Text by Mubashir Amin
Photos by Abid Bhat
ON last Friday of Ramzan, septuagenarian Abdul Rashid of Apple Town, Sopore would leave home soon after the dawn prayers, for the massive religious gathering in Srinagar.
After travelling around 55 kilometres, he would be one of the first persons to reach Dargah Hazratbal to offer the Friday congregational prayers.
But this year, neither the elder left home for dawn prayers in his hometown, nor did he embark on his religious journey to Srinagar.
“It’s so heartbreaking to miss such an auspicious occasion,” Rashid lamented. “This virus did what chilling carnages of yore couldn’t. It confined our faith to the four walls of our home!”
‘Faith is a Lifeline’
Like Rashid, Noor-ud-din Shah of Old Srinagar would, on this day, leave home early, and reach the sanctum standing on the ghats of Dal Lake.
The elder in his late sixties never stopped this religious devotion even during the harrowing days of nineties, when curfews and curbs would make indoor routine a new normal in Kashmir.
“Faith is a lifeline for the oppressed,” Shah, the affable elder, said.
“Our worship centres always acted as the salvation spaces for us. Especially on the occasion of Jumu’atul-Wida, the congregational prayers would give us hope and strength, to brave the harsh and hostile living conditions in our homeland.”
But alas, he rued, this viral disease ended up inflicting a “faithful injury on us”.
Soon after COVID spread its tentacles in the valley, the mosques and shrines become a no-go zone for faithful. The step was taken by administration to maintain the mandatory social distancing.
Many believe the way Delhi’s Nizamuddin Markaz was hounded by media for being the so-called “COVID hotspot” also spiked the stringent vigil on mosques in vale.

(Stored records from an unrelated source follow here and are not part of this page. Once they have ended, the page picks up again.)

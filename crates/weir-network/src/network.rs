//! Topology arena.

use rustc_hash::FxHashMap;

use crate::error::NetworkError;
use crate::host::Host;
use crate::link::Link;
use crate::mlag::Mlag;
use crate::switch::Switch;

/// Index of a switch in the topology arena.
pub type SwitchId = usize;
/// Index of a link in the topology arena.
pub type LinkId = usize;

/// The topology graph: switches and links in index-addressed arenas, with
/// name lookup maps, plus host attachments and mlag groups.
///
/// The network is owned and mutated by a single writer (the reservation
/// manager); it deliberately shares nothing across threads, which is what
/// lets links hand out obligation access through `RefCell` without locks.
#[derive(Debug, Default)]
pub struct Network {
    switches: Vec<Switch>,
    links: Vec<Link>,
    switch_ids: FxHashMap<String, SwitchId>,
    link_ids: FxHashMap<String, LinkId>,
    hosts: FxHashMap<String, Host>,
    mlags: FxHashMap<String, Mlag>,
}

impl Network {
    /// Creates an empty topology.
    pub fn new() -> Self {
        Self::default()
    }

    /// Number of switches.
    pub fn num_switches(&self) -> usize {
        self.switches.len()
    }

    /// Number of links.
    pub fn num_links(&self) -> usize {
        self.links.len()
    }

    /// Id for the named switch, if it exists.
    pub fn switch_id(&self, name: &str) -> Option<SwitchId> {
        self.switch_ids.get(name).copied()
    }

    /// Returns the named switch's id, creating the switch if the name is
    /// new.
    pub fn get_or_add_switch(&mut self, name: &str) -> SwitchId {
        if let Some(&id) = self.switch_ids.get(name) {
            return id;
        }
        let id = self.switches.len();
        self.switches.push(Switch::new(name));
        self.switch_ids.insert(name.to_string(), id);
        id
    }

    /// Switch by id.
    pub fn switch(&self, id: SwitchId) -> &Switch {
        &self.switches[id]
    }

    /// Mutable switch by id.
    pub fn switch_mut(&mut self, id: SwitchId) -> &mut Switch {
        &mut self.switches[id]
    }

    /// All switches, id order.
    pub fn switches(&self) -> &[Switch] {
        &self.switches
    }

    /// Registers a link, wiring it into its backward switch's adjacency
    /// and its mlag group when it names one.
    pub fn add_link(&mut self, link: Link) -> LinkId {
        let id = self.links.len();
        self.switches[link.backward_sw()].add_link(id);
        self.link_ids.insert(link.id().to_string(), id);

        if let Some(mlag) = link.mlag() {
            let mlag = mlag.to_string();
            match self.mlags.get_mut(&mlag) {
                Some(group) => group.add_member(link.allotment()),
                None => {
                    let group = Mlag::new(&mlag, std::rc::Rc::clone(link.allotment()));
                    self.mlags.insert(mlag, group);
                }
            }
        }

        self.links.push(link);
        id
    }

    /// Registers a virtual link (a switch-to-host or same-switch hop)
    /// without wiring it into any adjacency, so path searches never
    /// traverse it.
    pub fn add_virtual_link(&mut self, link: Link) -> LinkId {
        let id = self.links.len();
        self.link_ids.insert(link.id().to_string(), id);
        self.links.push(link);
        id
    }

    /// Link by id.
    pub fn link(&self, id: LinkId) -> &Link {
        &self.links[id]
    }

    /// Mutable link by id.
    pub fn link_mut(&mut self, id: LinkId) -> &mut Link {
        &mut self.links[id]
    }

    /// Link id by name, if it exists.
    pub fn link_id(&self, name: &str) -> Option<LinkId> {
        self.link_ids.get(name).copied()
    }

    /// All links, id order.
    pub fn links(&self) -> &[Link] {
        &self.links
    }

    /// Mlag group by name.
    pub fn mlag(&self, name: &str) -> Option<&Mlag> {
        self.mlags.get(name)
    }

    /// Registers a host, attaching it to every switch it reports a
    /// connection on.
    pub fn add_host(&mut self, host: Host) -> Result<(), NetworkError> {
        for (sw, port) in host.conns() {
            let id = self
                .switch_id(sw)
                .ok_or_else(|| NetworkError::UnknownSwitch(sw.clone()))?;
            self.switches[id].add_host(host.name(), *port);
        }
        self.hosts.insert(host.name().to_string(), host);
        Ok(())
    }

    /// Host record by name.
    pub fn host(&self, name: &str) -> Option<&Host> {
        self.hosts.get(name)
    }

    /// The switch a host attaches to (its first connection) and the port
    /// used there.
    pub fn host_switch(&self, name: &str) -> Result<(SwitchId, i32), NetworkError> {
        let host = self
            .hosts
            .get(name)
            .ok_or_else(|| NetworkError::UnknownHost(name.to_string()))?;
        let (sw, port) = host
            .conns()
            .first()
            .ok_or_else(|| NetworkError::UnknownHost(name.to_string()))?;
        let id = self
            .switch_id(sw)
            .ok_or_else(|| NetworkError::UnknownSwitch(sw.clone()))?;
        Ok((id, *port))
    }
}
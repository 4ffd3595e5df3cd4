//! Min/max capacity fence.

use log::warn;
use serde::Serialize;

use crate::Capacity;

/// Keeps a running value within min/max limits.
///
/// Used both as a standalone per-link/per-user cap and, scoped inside a
/// [`TimeSlice`](crate::TimeSlice), to track a user's cumulative
/// allocation within that interval. Limits of 100 or less are treated as
/// percentages when the fence is cloned against a concrete capacity (see
/// [`Fence::clone_with_capacity`]).
#[derive(Debug, Clone, Serialize)]
pub struct Fence {
    name: String,
    #[serde(rename = "max")]
    max_cap: Capacity,
    #[serde(rename = "min")]
    min_cap: Capacity,
    value: Capacity,
}

impl Fence {
    /// Creates a fence with the given limits and initial value.
    pub fn new(name: &str, max_cap: Capacity, min_cap: Capacity, value: Capacity) -> Self {
        Self {
            name: name.to_string(),
            max_cap,
            min_cap,
            value,
        }
    }

    /// Name (usually a user) this fence belongs to.
    pub fn name(&self) -> &str {
        &self.name
    }

    /// Current value held by the fence.
    pub fn value(&self) -> Capacity {
        self.value
    }

    /// Maximum limit.
    pub fn limit_max(&self) -> Capacity {
        self.max_cap
    }

    /// Minimum limit.
    pub fn limit_min(&self) -> Capacity {
        self.min_cap
    }

    /// Returns true if `amt` (possibly negative) can be added to the
    /// current value without crossing either limit.
    pub fn has_capacity(&self, amt: Capacity) -> bool {
        self.value + amt <= self.max_cap && self.value + amt >= self.min_cap
    }

    /// Blindly adds `amt` to the current value, clipping at the limits.
    /// Clipping at the max is logged since a checked caller should never
    /// reach it.
    pub fn inc_used(&mut self, amt: Capacity) {
        self.value += amt;
        if self.value > self.max_cap {
            warn!(
                "clipping fence {}: max={} value={} inc={}",
                self.name, self.max_cap, self.value, amt
            );
            self.value = self.max_cap;
        } else if self.value < self.min_cap {
            self.value = self.min_cap;
        }
    }

    /// Adds `amt` only if it fits inside the limits; returns whether the
    /// value was changed.
    pub fn inc_if_room(&mut self, amt: Capacity) -> bool {
        if self.has_capacity(amt) {
            self.value += amt;
            return true;
        }
        false
    }

    /// For a requested additional amount, returns the limit that applies
    /// (max for increases, min for decreases) and the value that would be
    /// needed (current value plus the amount).
    pub fn have_need(&self, amt: Capacity) -> (Capacity, Capacity) {
        if amt < 0 {
            (self.min_cap, self.value + amt)
        } else {
            (self.max_cap, self.value + amt)
        }
    }

    /// Clones the fence, rescaling limits of 100 or less as percentages of
    /// `capacity`. A capacity of 0 skips the rescale.
    pub fn clone_with_capacity(&self, capacity: Capacity) -> Self {
        let mut nf = self.clone();
        if capacity > 0 {
            if nf.max_cap <= 100 {
                nf.max_cap = capacity / 100 * nf.max_cap;
            }
            if nf.min_cap <= 100 {
                nf.min_cap = capacity / 100 * nf.min_cap;
            }
        }
        nf
    }

    /// Clones the fence under a different name.
    pub fn clone_as(&self, name: &str) -> Self {
        Self::new(name, self.max_cap, self.min_cap, self.value)
    }
}
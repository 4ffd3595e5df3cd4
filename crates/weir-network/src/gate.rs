//! Egress rate-limit gate.

use serde::Serialize;

use weir_ledger::{Capacity, CapacityError, Fence, Timestamp};

use crate::network::{Network, SwitchId};
use crate::spq::Spq;

/// Port sentinel placed in gate switch/port/queue tuples; the enforcement
/// layer resolves the real port when it builds flow-mods.
pub const GATE_PORT: i32 = -128;

/// Rate limits all traffic leaving one switch from a source host toward a
/// destination (a host in the topology, or an external IP).
///
/// The gate treats every link attached to its switch as one unit: a
/// utilisation change is applied to all of them or to none.
#[derive(Debug, Clone, Serialize)]
pub struct Gate {
    #[serde(rename = "gsw")]
    switch: SwitchId,
    src: String,
    dest: Option<String>,
    ext_ip: Option<String>,
    #[serde(rename = "bandw")]
    bandwidth: Capacity,
    queue: i32,
}

impl Gate {
    /// Creates a gate on the switch `src` attaches to, toward `dest`.
    pub fn new(src: &str, dest: Option<&str>, switch: SwitchId, bandwidth: Capacity) -> Self {
        Self {
            switch,
            src: src.to_string(),
            dest: dest.map(str::to_string),
            ext_ip: None,
            bandwidth,
            queue: 0,
        }
    }

    /// Source host.
    pub fn src(&self) -> &str {
        &self.src
    }

    /// Destination host, when it is inside the topology.
    pub fn dest(&self) -> Option<&str> {
        self.dest.as_deref()
    }

    /// Switch the gate is applied on.
    pub fn switch(&self) -> SwitchId {
        self.switch
    }

    /// Updates the gated bandwidth; non-positive values are ignored.
    pub fn set_bandwidth(&mut self, bw: Capacity) {
        if bw > 0 {
            self.bandwidth = bw;
        }
    }

    /// Gated bandwidth.
    pub fn bandwidth(&self) -> Capacity {
        self.bandwidth
    }

    /// Records the queue number assigned for the gate.
    pub fn set_queue(&mut self, q: i32) {
        self.queue = q;
    }

    /// Assigned queue number.
    pub fn queue(&self) -> i32 {
        self.queue
    }

    /// Associates an external destination IP. Routing prefixes of the
    /// `!/IP` form are stripped down to the address itself.
    pub fn set_extip(&mut self, ip: &str) {
        let addr = match ip.rsplit_once('/') {
            Some((_, tail)) => tail,
            None => ip,
        };
        self.ext_ip = Some(addr.to_string());
    }

    /// The external IP, when one was set.
    pub fn extip(&self) -> Option<&str> {
        self.ext_ip.as_deref()
    }

    /// True when the destination is an external address that cannot be
    /// resolved to a host in the topology.
    pub fn dest_is_ext(&self) -> bool {
        self.ext_ip.is_some()
    }

    /// Commits `delta` more on every link attached to the gate's switch,
    /// or rolls back the links already adjusted and reports the rejecting
    /// link's error, leaving every allocation at its pre-call value.
    pub fn inc_utilisation(
        &self,
        net: &Network,
        commence: Timestamp,
        conclude: Timestamp,
        delta: Capacity,
        usr: Option<&Fence>,
    ) -> Result<(), CapacityError> {
        let links = net.switch(self.switch).links();
        for (i, &lid) in links.iter().enumerate() {
            if let Err(e) = net.link(lid).inc_utilisation(commence, conclude, delta, usr) {
                for &undo in &links[..i] {
                    net.link(undo).dec_utilisation(commence, conclude, delta, usr);
                }
                return Err(e);
            }
        }
        Ok(())
    }

    /// Releases `delta` on every link attached to the gate's switch.
    pub fn dec_utilisation(
        &self,
        net: &Network,
        commence: Timestamp,
        conclude: Timestamp,
        delta: Capacity,
        usr: Option<&Fence>,
    ) {
        for &lid in net.switch(self.switch).links() {
            net.link(lid).dec_utilisation(commence, conclude, delta, usr);
        }
    }

    /// The switch/port/queue tuple for the gate, using the late-binding
    /// gate port.
    pub fn spq(&self, net: &Network) -> Spq {
        Spq::new(net.switch(self.switch).id(), GATE_PORT, self.queue)
    }
}

impl std::fmt::Display for Gate {
    fn fmt(&self, f: &mut std::fmt::Formatter<'_>) -> std::fmt::Result {
        write!(
            f,
            "gate: {} -> {} bw={} q={}",
            self.src,
            self.dest.as_deref().or(self.ext_ip.as_deref()).unwrap_or("?"),
            self.bandwidth,
            self.queue
        )
    }
}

To keep the faithful lot at bay from religious places during Shab-e-Qadr and Jumu’atul-Wida—the twin consecrated occasions during Ramzan, witnessing massive congregational prayers and gatherings—the administration lately held a meeting with religious scholars and prominent clerics of the valley.
“This Ramzan will be remembered for its pensive mood in the valley,” said Murtaza Bhat, a Srinagar-based transporter.
“The current situation made it certain that our worship centers are the significant social spots, other than salvation spaces, where people interact and introspect.”